→ **EXERCISE**:
Would you work out how many lines below include the word "StatusCode"? Only that number is wanted.

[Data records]
+ + +

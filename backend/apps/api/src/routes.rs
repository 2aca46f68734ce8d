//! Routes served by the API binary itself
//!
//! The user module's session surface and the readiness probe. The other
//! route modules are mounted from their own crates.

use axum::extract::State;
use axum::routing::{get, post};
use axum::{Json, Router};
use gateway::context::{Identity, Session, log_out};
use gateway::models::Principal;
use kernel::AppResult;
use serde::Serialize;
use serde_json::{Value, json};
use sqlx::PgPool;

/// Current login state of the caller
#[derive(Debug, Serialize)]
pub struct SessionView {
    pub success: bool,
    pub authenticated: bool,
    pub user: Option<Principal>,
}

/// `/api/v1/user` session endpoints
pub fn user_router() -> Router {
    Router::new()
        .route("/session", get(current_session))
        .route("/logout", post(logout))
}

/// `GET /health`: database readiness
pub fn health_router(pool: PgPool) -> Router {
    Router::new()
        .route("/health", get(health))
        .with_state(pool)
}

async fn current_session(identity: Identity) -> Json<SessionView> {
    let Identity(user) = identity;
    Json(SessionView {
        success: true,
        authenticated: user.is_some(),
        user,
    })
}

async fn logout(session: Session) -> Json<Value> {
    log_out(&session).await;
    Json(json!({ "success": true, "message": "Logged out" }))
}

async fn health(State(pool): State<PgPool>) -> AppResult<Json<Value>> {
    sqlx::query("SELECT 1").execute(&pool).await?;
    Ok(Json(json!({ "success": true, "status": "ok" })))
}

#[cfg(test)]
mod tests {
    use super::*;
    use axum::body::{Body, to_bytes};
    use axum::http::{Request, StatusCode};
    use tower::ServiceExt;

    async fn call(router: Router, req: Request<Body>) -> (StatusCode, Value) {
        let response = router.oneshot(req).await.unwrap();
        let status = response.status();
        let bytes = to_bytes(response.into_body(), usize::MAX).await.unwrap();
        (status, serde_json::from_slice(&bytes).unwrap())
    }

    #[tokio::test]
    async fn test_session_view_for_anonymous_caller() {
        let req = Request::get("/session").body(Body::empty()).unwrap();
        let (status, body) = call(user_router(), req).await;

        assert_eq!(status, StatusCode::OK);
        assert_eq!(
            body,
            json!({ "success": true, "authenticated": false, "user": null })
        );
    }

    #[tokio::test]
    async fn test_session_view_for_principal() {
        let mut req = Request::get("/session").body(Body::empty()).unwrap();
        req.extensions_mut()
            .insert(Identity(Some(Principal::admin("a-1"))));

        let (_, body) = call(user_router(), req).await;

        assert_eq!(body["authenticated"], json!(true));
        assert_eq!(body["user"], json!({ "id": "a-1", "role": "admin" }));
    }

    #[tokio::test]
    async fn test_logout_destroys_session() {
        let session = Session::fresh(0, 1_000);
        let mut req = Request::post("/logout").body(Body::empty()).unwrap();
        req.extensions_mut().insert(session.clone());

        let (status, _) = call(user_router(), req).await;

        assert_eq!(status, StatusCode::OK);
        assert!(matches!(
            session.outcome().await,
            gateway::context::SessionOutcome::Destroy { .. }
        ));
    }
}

+ + +

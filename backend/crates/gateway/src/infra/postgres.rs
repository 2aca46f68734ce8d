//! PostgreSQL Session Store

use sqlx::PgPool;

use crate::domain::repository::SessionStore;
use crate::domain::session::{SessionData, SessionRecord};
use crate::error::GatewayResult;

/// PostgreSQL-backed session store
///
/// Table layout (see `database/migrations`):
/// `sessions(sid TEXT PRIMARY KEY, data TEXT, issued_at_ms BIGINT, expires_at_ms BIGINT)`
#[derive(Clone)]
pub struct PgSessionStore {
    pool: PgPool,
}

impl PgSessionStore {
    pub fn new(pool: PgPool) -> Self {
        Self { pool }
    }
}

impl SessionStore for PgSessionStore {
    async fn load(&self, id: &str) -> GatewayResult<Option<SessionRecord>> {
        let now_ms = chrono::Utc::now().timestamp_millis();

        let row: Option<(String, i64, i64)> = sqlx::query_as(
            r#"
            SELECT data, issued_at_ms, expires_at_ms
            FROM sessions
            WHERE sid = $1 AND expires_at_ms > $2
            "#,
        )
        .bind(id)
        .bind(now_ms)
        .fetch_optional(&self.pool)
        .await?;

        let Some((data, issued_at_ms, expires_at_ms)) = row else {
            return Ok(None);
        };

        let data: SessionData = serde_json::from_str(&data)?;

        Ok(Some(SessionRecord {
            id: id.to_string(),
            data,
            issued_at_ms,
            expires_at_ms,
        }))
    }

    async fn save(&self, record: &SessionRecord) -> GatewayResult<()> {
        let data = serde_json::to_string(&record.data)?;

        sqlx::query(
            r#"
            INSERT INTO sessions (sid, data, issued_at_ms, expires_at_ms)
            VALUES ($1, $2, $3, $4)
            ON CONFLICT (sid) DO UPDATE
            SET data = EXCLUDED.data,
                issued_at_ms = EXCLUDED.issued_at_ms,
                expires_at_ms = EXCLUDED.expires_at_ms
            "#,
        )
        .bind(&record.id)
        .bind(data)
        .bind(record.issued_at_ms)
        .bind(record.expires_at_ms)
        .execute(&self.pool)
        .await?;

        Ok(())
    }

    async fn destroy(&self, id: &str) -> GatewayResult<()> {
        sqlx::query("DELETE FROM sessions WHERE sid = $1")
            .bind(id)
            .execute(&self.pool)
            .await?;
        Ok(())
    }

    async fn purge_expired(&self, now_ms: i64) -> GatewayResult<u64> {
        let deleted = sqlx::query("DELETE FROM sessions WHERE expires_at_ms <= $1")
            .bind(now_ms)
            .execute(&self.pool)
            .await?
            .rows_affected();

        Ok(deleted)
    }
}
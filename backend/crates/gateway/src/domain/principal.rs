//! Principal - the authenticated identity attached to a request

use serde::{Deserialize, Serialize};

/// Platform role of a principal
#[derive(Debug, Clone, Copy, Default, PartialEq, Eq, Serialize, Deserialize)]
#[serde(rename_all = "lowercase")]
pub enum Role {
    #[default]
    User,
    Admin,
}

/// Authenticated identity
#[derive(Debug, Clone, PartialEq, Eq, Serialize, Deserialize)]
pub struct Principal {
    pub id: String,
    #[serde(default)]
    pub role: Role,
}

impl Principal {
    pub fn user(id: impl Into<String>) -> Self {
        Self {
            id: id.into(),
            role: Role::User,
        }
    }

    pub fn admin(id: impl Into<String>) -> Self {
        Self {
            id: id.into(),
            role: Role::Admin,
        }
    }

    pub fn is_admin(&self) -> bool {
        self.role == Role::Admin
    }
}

+ + +

→ **PROBLEM SOLUTION**:
4